Patient-centred medicine stresses the importance of understanding patients' experiences of their illness and any relevant social and psychological factors. ‘Shared decision-making’ has a number of similarities with patient-centred medicine. However, the concept also includes patients' active involvement in the treatment decision. The ‘Shared decision-making’ model has four main characteristics.
- both the patient and the doctor are involved
- both parties share information
- both parties take steps to build a consensus about the preferred treatment
- an agreement is reached on the treatment to implement.

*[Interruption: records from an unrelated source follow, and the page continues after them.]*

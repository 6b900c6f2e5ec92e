use racketbook::{EquipmentSet, Playstyle};

use crate::ui::text::ColoredText;
use crate::ui::theme::Icon;

/// Catalog entries grouped by playstyle, numbered the way `suggest --pick`
/// counts them.
pub fn render_catalog<'a, I>(groups: I, color: bool, unicode: bool) -> String
where
    I: IntoIterator<Item = (Playstyle, &'a [EquipmentSet])>,
{
    let mut out = String::new();
    for (style, sets) in groups {
        out.push_str(&format!(
            "{} {}\n",
            ColoredText::info(style.display_name()).bold().render(color),
            ColoredText::dim(format!("({})", style.key())).render(color)
        ));
        for (i, set) in sets.iter().enumerate() {
            out.push_str(&format!(
                "  {} {}. {} + {} / {}\n",
                Icon::Bullet.glyph(unicode),
                i + 1,
                set.racket,
                set.front,
                set.back
            ));
        }
    }
    out
}
//! Combination Store Implementations
//!
//! Concrete implementations of the `CombinationStore` port.

mod json;
mod sqlite;

pub use json::{JsonCombinationStore, DEFAULT_JSON_FILE};
pub use sqlite::{
    detect_shape, MigrationOutcome, SqliteCombinationStore, TableShape, DEFAULT_SQLITE_FILE,
};
//! Combination entity
//!
//! One saved equipment record: a racket, two rubbers, and the playstyle it
//! was chosen for. Records are never edited after creation; they are only
//! created, duplicated (as a new record) or deleted.

use chrono::{DateTime, Utc};
use serde::{Deserialize, Serialize};

use crate::domain::value_objects::{CombinationId, Playstyle};

/// User input for a combination that has not been saved yet.
#[derive(Debug, Clone, Default, PartialEq, Eq, Serialize, Deserialize)]
pub struct CombinationDraft {
    pub playstyle: String,
    pub racket: String,
    pub rubber_front: String,
    #[serde(default)]
    pub rubber_back: String,
    #[serde(default)]
    pub notes: String,
}

impl CombinationDraft {
    pub fn new(
        playstyle: impl Into<String>,
        racket: impl Into<String>,
        rubber_front: impl Into<String>,
    ) -> Self {
        Self {
            playstyle: playstyle.into(),
            racket: racket.into(),
            rubber_front: rubber_front.into(),
            rubber_back: String::new(),
            notes: String::new(),
        }
    }

    pub fn with_rubber_back(mut self, rubber_back: impl Into<String>) -> Self {
        self.rubber_back = rubber_back.into();
        self
    }

    pub fn with_notes(mut self, notes: impl Into<String>) -> Self {
        self.notes = notes.into();
        self
    }

    /// The playstyle text mapped onto the known set (`Other` if unrecognized).
    pub fn resolved_playstyle(&self) -> Playstyle {
        Playstyle::parse_lenient(&self.playstyle)
    }
}

/// A validated draft stamped with its creation time, ready for a store.
#[derive(Debug, Clone, PartialEq, Eq)]
pub struct NewCombination {
    pub draft: CombinationDraft,
    pub saved_at: DateTime<Utc>,
}

impl NewCombination {
    pub fn new(draft: CombinationDraft, saved_at: DateTime<Utc>) -> Self {
        Self { draft, saved_at }
    }
}

/// A persisted combination.
///
/// The serialized field layout is also the export format.
#[derive(Debug, Clone, PartialEq, Eq, Serialize, Deserialize)]
pub struct Combination {
    pub id: CombinationId,
    pub playstyle: String,
    pub racket: String,
    pub rubber_front: String,
    pub rubber_back: String,
    pub notes: String,
    pub saved_at: DateTime<Utc>,
}

impl Combination {
    pub fn from_new(id: CombinationId, new: &NewCombination) -> Self {
        let draft = &new.draft;
        Self {
            id,
            playstyle: draft.playstyle.clone(),
            racket: draft.racket.clone(),
            rubber_front: draft.rubber_front.clone(),
            rubber_back: draft.rubber_back.clone(),
            notes: draft.notes.clone(),
            saved_at: new.saved_at,
        }
    }

    /// The user-editable fields of this record.
    pub fn draft(&self) -> CombinationDraft {
        CombinationDraft {
            playstyle: self.playstyle.clone(),
            racket: self.racket.clone(),
            rubber_front: self.rubber_front.clone(),
            rubber_back: self.rubber_back.clone(),
            notes: self.notes.clone(),
        }
    }

    /// A copy of this record under a new id and timestamp.
    pub fn duplicate_as(&self, id: CombinationId, saved_at: DateTime<Utc>) -> Self {
        Self {
            id,
            saved_at,
            ..self.clone()
        }
    }

    /// One-line summary, e.g. `Attacker: VISCARIA + Tenergy 05/Tenergy 64`.
    pub fn summary(&self) -> String {
        if self.rubber_back.is_empty() {
            format!("{}: {} + {}", self.playstyle, self.racket, self.rubber_front)
        } else {
            format!(
                "{}: {} + {}/{}",
                self.playstyle, self.racket, self.rubber_front, self.rubber_back
            )
        }
    }
}

/// Sort newest first: `saved_at` descending, ties broken by id descending.
pub fn sort_newest_first(combinations: &mut [Combination]) {
    combinations.sort_by(|a, b| b.saved_at.cmp(&a.saved_at).then(b.id.cmp(&a.id)));
}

However, one study of doctor-patient communication about medication (Stevenson et al, 2000) looked specifically at the first two of the four characteristics of the model (participation in the consultation in terms of sharing information about, and views of medicines). It found little evidence that doctors and patients both participate in the consultation in this way. It was found that GPs' perceptions of both their role and the behaviour of patients reduce the likelihood of shared decision making. The explanation offered by GP's who participated in the study as to why they had not engaged in shared decision making included lack of time and other organisational pressures in general practice. It was also suggested that patients expect their problems to be solved, and that the solution should include a prescription. That is, a belief that patients lack the will or ability to participate in treatment decision making (This is a view which is well documented in the literature). The study concluded there was no basis upon which to build a consensus about the preferred treatment and reach an agreement on which treatment to implement.